Give your friends and family a heads-up about the new traditions so they can be on board too.
- Keep things simple
In my mind, it is better to do just a few things well rather than try to do all the things and stress myself out too much. My family benefits more from my presence than from anything else. If I am unhinged, everyone else feels that too. Think about what traditions can be simplified without losing their meaning.
Simplify meals, consider potlucks and don’t be afraid to outsource and order some or all the food. Be selective about what you choose to do with your family and their energy and interest levels. Do you really need to go to all of the craft fairs and cookie swaps? Don’t overcommit.

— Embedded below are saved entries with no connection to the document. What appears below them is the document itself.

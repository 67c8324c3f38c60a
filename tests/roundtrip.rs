//! Round-trip coverage for both schemes across the chunking boundaries.

use secrecy::SecretString;
use sealpack::{
    decrypt_stream, encrypt_stream, KdfParams, KeyMaterial, Keypair, Scheme, SealError,
};

const CHUNK: usize = 4096;

fn fast_params() -> KdfParams {
    KdfParams {
        t_cost: 1,
        mem_kib: 1024,
        parallelism: 1,
    }
}

fn pattern(len: usize) -> Vec<u8> {
    (0..len)
        .map(|i| (i as u32).wrapping_mul(1103515245).wrapping_add(12345) as u8)
        .collect()
}

fn no_progress() -> impl FnMut(u8, &str) -> bool {
    |_, _| true
}

#[test]
fn symmetric_roundtrip_boundary_sizes() {
    let pw = SecretString::new("boundary".into());
    let material =
        KeyMaterial::for_encrypt(Scheme::Symmetric, &pw, fast_params(), None).unwrap();

    for size in [0, CHUNK - 1, CHUNK, CHUNK + 1, 3 * CHUNK] {
        let payload = pattern(size);
        let ct = encrypt_stream(&payload, "data.bin", &pw, &material, CHUNK, &mut no_progress())
            .unwrap();
        let out = decrypt_stream(
            &ct,
            &pw,
            Scheme::Symmetric,
            fast_params(),
            None,
            &mut no_progress(),
        )
        .unwrap();
        assert_eq!(out.plaintext, payload, "size={size}");
        assert_eq!(out.name, "data.bin");
    }
}

#[test]
fn asymmetric_roundtrip_boundary_sizes() {
    let pw = SecretString::new("boundary".into());
    let pair = Keypair::generate().unwrap();
    let seal =
        KeyMaterial::for_encrypt(Scheme::Asymmetric, &pw, fast_params(), Some(pair.public()))
            .unwrap();

    for size in [0, CHUNK - 1, CHUNK, CHUNK + 1, 3 * CHUNK] {
        let payload = pattern(size);
        let ct =
            encrypt_stream(&payload, "data.bin", &pw, &seal, CHUNK, &mut no_progress()).unwrap();
        let out = decrypt_stream(
            &ct,
            &pw,
            Scheme::Asymmetric,
            fast_params(),
            Some(pair.secret()),
            &mut no_progress(),
        )
        .unwrap();
        assert_eq!(out.plaintext, payload, "size={size}");
    }
}

#[test]
fn wrong_password_symmetric_is_crypto_failure() {
    let pw = SecretString::new("pw1".into());
    let material =
        KeyMaterial::for_encrypt(Scheme::Symmetric, &pw, fast_params(), None).unwrap();
    let ct = encrypt_stream(b"payload", "p.bin", &pw, &material, CHUNK, &mut no_progress())
        .unwrap();

    let bad = SecretString::new("pw2".into());
    let result = decrypt_stream(
        &ct,
        &bad,
        Scheme::Symmetric,
        fast_params(),
        None,
        &mut no_progress(),
    );
    assert!(matches!(result, Err(SealError::Crypto)));
}

#[test]
fn wrong_password_asymmetric_gates_before_any_decrypt() {
    let pw = SecretString::new("pw1".into());
    let pair = Keypair::generate().unwrap();
    let seal =
        KeyMaterial::for_encrypt(Scheme::Asymmetric, &pw, fast_params(), Some(pair.public()))
            .unwrap();
    let ct = encrypt_stream(b"payload", "p.bin", &pw, &seal, CHUNK, &mut no_progress()).unwrap();

    // No secret key supplied: if the fingerprint gate did not short-circuit
    // first, this would fail with Invalid("...requires a secret key").
    let bad = SecretString::new("pw2".into());
    let result = decrypt_stream(
        &ct,
        &bad,
        Scheme::Asymmetric,
        fast_params(),
        None,
        &mut no_progress(),
    );
    assert!(matches!(result, Err(SealError::AuthenticationFailed)));
}

#[test]
fn asymmetric_requires_secret_key_when_password_matches() {
    let pw = SecretString::new("pw1".into());
    let pair = Keypair::generate().unwrap();
    let seal =
        KeyMaterial::for_encrypt(Scheme::Asymmetric, &pw, fast_params(), Some(pair.public()))
            .unwrap();
    let ct = encrypt_stream(b"payload", "p.bin", &pw, &seal, CHUNK, &mut no_progress()).unwrap();

    let result = decrypt_stream(
        &ct,
        &pw,
        Scheme::Asymmetric,
        fast_params(),
        None,
        &mut no_progress(),
    );
    assert!(matches!(result, Err(SealError::Invalid(_))));
}
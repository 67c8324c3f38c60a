//! Per-chunk cipher strategies.
//!
//! Every chunk ciphertext is a self-contained envelope; no state is shared
//! between chunks, so record order only matters for reassembly.
//!
//! Symmetric envelope:
//! ```text
//! [16 bytes: Argon2id salt][24 bytes: random nonce][N bytes: ciphertext + 16-byte tag]
//! ```
//!
//! Asymmetric envelope (sealed box):
//! ```text
//! [32 bytes: ephemeral X25519 public key][24 bytes: random nonce][N bytes: ciphertext + 16-byte tag]
//! ```
//! The sealed-box key is HKDF-SHA256 over the ephemeral ECDH shared secret,
//! salted with both public keys so the ciphertext is bound to the exchange.

use chacha20poly1305::{
    XChaCha20Poly1305, XNonce,
    aead::{Aead, KeyInit},
};
use getrandom::fill as getrandom;
use hkdf::Hkdf;
use secrecy::SecretString;
use sha2::Sha256;
use x25519_dalek::{PublicKey, StaticSecret};
use zeroize::{Zeroize, Zeroizing};

use crate::kdf::{self, SALT_LEN};
use crate::types::{KdfParams, Scheme, SealError};

/// XChaCha20-Poly1305 nonce length.
pub const NONCE_LEN: usize = 24;

/// AEAD authentication tag length.
pub const AEAD_TAG_LEN: usize = 16;

/// X25519 public key length.
pub const PUBLIC_KEY_LEN: usize = 32;

/// Framing bytes a symmetric envelope adds around the AEAD output.
pub const SYMMETRIC_OVERHEAD: usize = SALT_LEN + NONCE_LEN + AEAD_TAG_LEN;

/// Framing bytes an asymmetric envelope adds around the AEAD output.
pub const ASYMMETRIC_OVERHEAD: usize = PUBLIC_KEY_LEN + NONCE_LEN + AEAD_TAG_LEN;

const SEAL_CONTEXT: &[u8] = b"sealpack/x25519-chunk-seal/v1";

/// A password-derived AEAD key together with the salt that produced it.
pub struct SymmetricKey {
    key: Zeroizing<[u8; 32]>,
    salt: [u8; SALT_LEN],
}

impl SymmetricKey {
    /// Derive from `password` under `salt`. Long-running (Argon2id); do this
    /// once per task, not per chunk.
    pub fn derive(
        password: &SecretString,
        salt: [u8; SALT_LEN],
        params: KdfParams,
    ) -> Result<Self, SealError> {
        let key = kdf::derive_key_argon2id(password, &salt, params)?;
        Ok(Self { key, salt })
    }
}

/// Key material for one task, selected once and applied uniformly to every
/// chunk. The three variants cover the symmetric scheme and both directions
/// of the asymmetric scheme.
pub enum KeyMaterial {
    /// Password-derived key; salt travels in each chunk envelope.
    Symmetric(SymmetricKey),
    /// Recipient public key (asymmetric encrypt side).
    Recipient(PublicKey),
    /// Private key (asymmetric decrypt side).
    Keypair(StaticSecret),
}

impl KeyMaterial {
    /// Build encrypt-side material for `scheme`. Symmetric derivation uses a
    /// fresh random salt; asymmetric requires a recipient key.
    pub fn for_encrypt(
        scheme: Scheme,
        password: &SecretString,
        params: KdfParams,
        recipient: Option<&PublicKey>,
    ) -> Result<Self, SealError> {
        match scheme {
            Scheme::Symmetric => {
                let salt = kdf::generate_salt()?;
                Ok(Self::Symmetric(SymmetricKey::derive(password, salt, params)?))
            }
            Scheme::Asymmetric => recipient
                .copied()
                .map(Self::Recipient)
                .ok_or(SealError::Invalid("asymmetric encryption requires a recipient public key")),
        }
    }

    /// Encrypt one chunk, producing a self-contained envelope.
    pub fn cipher_chunk(&self, plaintext: &[u8]) -> Result<Vec<u8>, SealError> {
        match self {
            Self::Symmetric(sym) => {
                let nonce = generate_nonce()?;
                let cipher = XChaCha20Poly1305::new_from_slice(sym.key.as_ref())
                    .map_err(|_| SealError::Crypto)?;
                let ct = cipher
                    .encrypt(XNonce::from_slice(&nonce), plaintext)
                    .map_err(|_| SealError::Crypto)?;

                let mut out = Vec::with_capacity(SALT_LEN + NONCE_LEN + ct.len());
                out.extend_from_slice(&sym.salt);
                out.extend_from_slice(&nonce);
                out.extend_from_slice(&ct);
                Ok(out)
            }
            Self::Recipient(recipient) => seal_to(recipient, plaintext),
            Self::Keypair(_) => Err(SealError::Invalid("key material is decrypt-only")),
        }
    }

    /// Decrypt one chunk envelope.
    ///
    /// Fails with [`SealError::Crypto`] if the tag does not verify — the
    /// caller cannot tell a wrong key from corrupted ciphertext, and the
    /// error deliberately preserves that ambiguity.
    pub fn decipher_chunk(&self, envelope: &[u8]) -> Result<Vec<u8>, SealError> {
        match self {
            Self::Symmetric(sym) => {
                if envelope.len() < SYMMETRIC_OVERHEAD {
                    return Err(SealError::InvalidFormat("chunk envelope too short"));
                }
                let (salt, rest) = envelope.split_at(SALT_LEN);
                if salt != sym.salt {
                    return Err(SealError::Crypto);
                }
                let (nonce, ct) = rest.split_at(NONCE_LEN);
                let cipher = XChaCha20Poly1305::new_from_slice(sym.key.as_ref())
                    .map_err(|_| SealError::Crypto)?;
                cipher
                    .decrypt(XNonce::from_slice(nonce), ct)
                    .map_err(|_| SealError::Crypto)
            }
            Self::Keypair(secret) => open_with(secret, envelope),
            Self::Recipient(_) => Err(SealError::Invalid("key material is encrypt-only")),
        }
    }
}

/// Read the salt out of a symmetric chunk envelope without deciphering it.
/// Decrypt uses this to derive the task key from the first record.
pub fn envelope_salt(envelope: &[u8]) -> Result<[u8; SALT_LEN], SealError> {
    if envelope.len() < SYMMETRIC_OVERHEAD {
        return Err(SealError::InvalidFormat("chunk envelope too short"));
    }
    let mut salt = [0u8; SALT_LEN];
    salt.copy_from_slice(&envelope[..SALT_LEN]);
    Ok(salt)
}

fn generate_nonce() -> Result<[u8; NONCE_LEN], SealError> {
    let mut nonce = [0u8; NONCE_LEN];
    getrandom(&mut nonce).map_err(|_| SealError::Crypto)?;
    Ok(nonce)
}

/// Derive the sealed-box AEAD key from an ECDH shared secret and the two
/// public halves of the exchange.
fn sealed_box_key(
    shared: &x25519_dalek::SharedSecret,
    ephemeral_public: &PublicKey,
    recipient_public: &PublicKey,
) -> Result<Zeroizing<[u8; 32]>, SealError> {
    let mut salt = [0u8; PUBLIC_KEY_LEN * 2];
    salt[..PUBLIC_KEY_LEN].copy_from_slice(ephemeral_public.as_bytes());
    salt[PUBLIC_KEY_LEN..].copy_from_slice(recipient_public.as_bytes());

    let hk = Hkdf::<Sha256>::new(Some(&salt[..]), shared.as_bytes());
    let mut key = Zeroizing::new([0u8; 32]);
    hk.expand(SEAL_CONTEXT, key.as_mut())
        .map_err(|_| SealError::Crypto)?;
    Ok(key)
}

fn seal_to(recipient: &PublicKey, plaintext: &[u8]) -> Result<Vec<u8>, SealError> {
    let mut eph_bytes = [0u8; 32];
    getrandom(&mut eph_bytes).map_err(|_| SealError::Crypto)?;
    let ephemeral = StaticSecret::from(eph_bytes);
    eph_bytes.zeroize();
    let ephemeral_public = PublicKey::from(&ephemeral);

    let shared = ephemeral.diffie_hellman(recipient);
    if !shared.was_contributory() {
        return Err(SealError::Crypto);
    }
    let key = sealed_box_key(&shared, &ephemeral_public, recipient)?;

    let nonce = generate_nonce()?;
    let cipher = XChaCha20Poly1305::new_from_slice(key.as_ref()).map_err(|_| SealError::Crypto)?;
    let ct = cipher
        .encrypt(XNonce::from_slice(&nonce), plaintext)
        .map_err(|_| SealError::Crypto)?;

    let mut out = Vec::with_capacity(PUBLIC_KEY_LEN + NONCE_LEN + ct.len());
    out.extend_from_slice(ephemeral_public.as_bytes());
    out.extend_from_slice(&nonce);
    out.extend_from_slice(&ct);
    Ok(out)
}

fn open_with(secret: &StaticSecret, envelope: &[u8]) -> Result<Vec<u8>, SealError> {
    if envelope.len() < ASYMMETRIC_OVERHEAD {
        return Err(SealError::InvalidFormat("chunk envelope too short"));
    }
    let (epk_bytes, rest) = envelope.split_at(PUBLIC_KEY_LEN);
    let (nonce, ct) = rest.split_at(NONCE_LEN);

    let mut epk = [0u8; PUBLIC_KEY_LEN];
    epk.copy_from_slice(epk_bytes);
    let ephemeral_public = PublicKey::from(epk);
    let recipient_public = PublicKey::from(secret);

    let shared = secret.diffie_hellman(&ephemeral_public);
    if !shared.was_contributory() {
        return Err(SealError::Crypto);
    }
    let key = sealed_box_key(&shared, &ephemeral_public, &recipient_public)?;

    let cipher = XChaCha20Poly1305::new_from_slice(key.as_ref()).map_err(|_| SealError::Crypto)?;
    cipher
        .decrypt(XNonce::from_slice(nonce), ct)
        .map_err(|_| SealError::Crypto)
}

- Consider their safety and comfort
Most importantly, be sure they have any medications they may need as well as hearing aids and glasses. Look at the gathering spaces with the needs of your loved ones in mind. Where will they sit? Would they prefer a chair with arms? Will they be able to get to the bathroom easily enough?
Keep an eye on their comfort and energy levels and modify activities when you need to. Consider the volume of the music, climate control, time of day and offer them frequent rest breaks. Choosing things to do that are more easily accessible will turn out to be less stressful for everyone.
Consider if it would maybe even be too overwhelming or confusing for them to join. If they are not going to be able to enjoy it, perhaps find some ways to bring the holidays to them.
- Embrace new traditions
Make space to grieve that things aren’t the way they used to be. Change is hard so don’t discount that, but it is also be good. Allowing traditions to evolve and adapt over time will prove that change can be good. Be intentional about take time to reflect on what goes well- even if it is not how you expected it to be.
After all, it isn’t about what happens but how we react that matters, right?